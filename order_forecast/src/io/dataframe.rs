//! DataFrame conversion and Parquet serialization of the forecast.

use std::fs::File;
use std::path::{Path, PathBuf};

use chrono::NaiveDate;
use polars::prelude::*;

use crate::errors::Error;
use crate::models::series::ForecastSeries;

/// Converts the forecast into a two-column DataFrame (`ds: Date`,
/// `yhat: Float64`), the schema downstream consumers expect.
pub fn forecast_to_dataframe(forecast: &ForecastSeries) -> Result<DataFrame, PolarsError> {
    // Polars Date is days since the Unix epoch; chrono's default NaiveDate is
    // exactly that epoch.
    let epoch = NaiveDate::default();
    let days: Vec<i32> = forecast
        .points
        .iter()
        .map(|p| (p.ds - epoch).num_days() as i32)
        .collect();

    let ds = Series::new("ds".into(), days).cast(&DataType::Date)?;
    let yhat = Series::new("yhat".into(), forecast.values());
    DataFrame::new(vec![ds.into_column(), yhat.into_column()])
}

/// Writes the forecast to a Parquet file at `path`, overwriting any existing
/// file. Returns the path on success.
pub fn write_forecast_parquet(forecast: &ForecastSeries, path: &Path) -> Result<PathBuf, Error> {
    let mut df = forecast_to_dataframe(forecast)?;
    let file = File::create(path)?;
    ParquetWriter::new(file).finish(&mut df)?;
    Ok(path.to_path_buf())
}

#[cfg(test)]
mod tests {
    use super::*;

    fn d(s: &str) -> NaiveDate {
        s.parse().unwrap()
    }

    #[test]
    fn dataframe_has_expected_schema() {
        let fc = ForecastSeries::from_values(d("2025-01-01"), &[1.0, 2.0, 3.0]);
        let df = forecast_to_dataframe(&fc).unwrap();

        assert_eq!(df.shape(), (3, 2));
        assert_eq!(df.get_column_names_str(), vec!["ds", "yhat"]);
        assert_eq!(df.column("ds").unwrap().dtype(), &DataType::Date);
        assert_eq!(df.column("yhat").unwrap().dtype(), &DataType::Float64);
    }

    #[test]
    fn parquet_round_trip_preserves_row_count() {
        let fc = ForecastSeries::from_values(d("2025-06-01"), &[5.0; 90]);
        let dir = tempfile::tempdir().unwrap();
        let path = dir.path().join("forecast.parquet");

        let written = write_forecast_parquet(&fc, &path).unwrap();
        assert_eq!(written, path);

        let df = ParquetReader::new(File::open(&path).unwrap())
            .finish()
            .unwrap();
        assert_eq!(df.height(), 90);
        assert_eq!(df.get_column_names_str(), vec!["ds", "yhat"]);
    }

    #[test]
    fn overwrites_existing_file() {
        let dir = tempfile::tempdir().unwrap();
        let path = dir.path().join("forecast.parquet");

        let first = ForecastSeries::from_values(d("2025-01-01"), &[1.0; 10]);
        write_forecast_parquet(&first, &path).unwrap();

        let second = ForecastSeries::from_values(d("2025-01-01"), &[1.0; 3]);
        write_forecast_parquet(&second, &path).unwrap();

        let df = ParquetReader::new(File::open(&path).unwrap())
            .finish()
            .unwrap();
        assert_eq!(df.height(), 3);
    }
}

--------------------

**EXERCISE BRIEF**. Produce an identical printout of the material above.

**OUTPUT BELOW**.
filename order_forecast/src/io/dataframe.rs
//! DataFrame conversion and Parquet serialization of the forecast.

use std::fs::File;
use std::path::{Path, PathBuf};

use chrono::NaiveDate;
use polars::prelude::*;

use crate::errors::Error;
use crate::models::series::ForecastSeries;

/// Converts the forecast into a two-column DataFrame (`ds: Date`,
/// `yhat: Float64`), the schema downstream consumers expect.
pub fn forecast_to_dataframe(forecast: &ForecastSeries) -> Result<DataFrame, PolarsError> {
    // Polars Date is days since the Unix epoch; chrono's default NaiveDate is
    // exactly that epoch.
    let epoch = NaiveDate::default();
    let days: Vec<i32> = forecast
        .points
        .iter()
        .map(|p| (p.ds - epoch).num_days() as i32)
        .collect();

    let ds = Series::new("ds".into(), days).cast(&DataType::Date)?;
    let yhat = Series::new("yhat".into(), forecast.values());
    DataFrame::new(vec![ds.into_column(), yhat.into_column()])
}

/// Writes the forecast to a Parquet file at `path`, overwriting any existing
/// file. Returns the path on success.
pub fn write_forecast_parquet(forecast: &ForecastSeries, path: &Path) -> Result<PathBuf, Error> {
    let mut df = forecast_to_dataframe(forecast)?;
    let file = File::create(path)?;
    ParquetWriter::new(file).finish(&mut df)?;
    Ok(path.to_path_buf())
}

#[cfg(test)]
mod tests {
    use super::*;

    fn d(s: &str) -> NaiveDate {
        s.parse().unwrap()
    }

    #[test]
    fn dataframe_has_expected_schema() {
        let fc = ForecastSeries::from_values(d("2025-01-01"), &[1.0, 2.0, 3.0]);
        let df = forecast_to_dataframe(&fc).unwrap();

        assert_eq!(df.shape(), (3, 2));
        assert_eq!(df.get_column_names_str(), vec!["ds", "yhat"]);
        assert_eq!(df.column("ds").unwrap().dtype(), &DataType::Date);
        assert_eq!(df.column("yhat").unwrap().dtype(), &DataType::Float64);
    }

    #[test]
    fn parquet_round_trip_preserves_row_count() {
        let fc = ForecastSeries::from_values(d("2025-06-01"), &[5.0; 90]);
        let dir = tempfile::tempdir().unwrap();
        let path = dir.path().join("forecast.parquet");

        let written = write_forecast_parquet(&fc, &path).unwrap();
        assert_eq!(written, path);

        let df = ParquetReader::new(File::open(&path).unwrap())
            .finish()
            .unwrap();
        assert_eq!(df.height(), 90);
        assert_eq!(df.get_column_names_str(), vec!["ds", "yhat"]);
    }

    #[test]
    fn overwrites_existing_file() {
        let dir = tempfile::tempdir().unwrap();
        let path = dir.path().join("forecast.parquet");

        let first = ForecastSeries::from_values(d("2025-01-01"), &[1.0; 10]);
        write_forecast_parquet(&first, &path).unwrap();

        let second = ForecastSeries::from_values(d("2025-01-01"), &[1.0; 3]);
        write_forecast_parquet(&second, &path).unwrap();

        let df = ParquetReader::new(File::open(&path).unwrap())
            .finish()
            .unwrap();
        assert_eq!(df.height(), 3);
    }
}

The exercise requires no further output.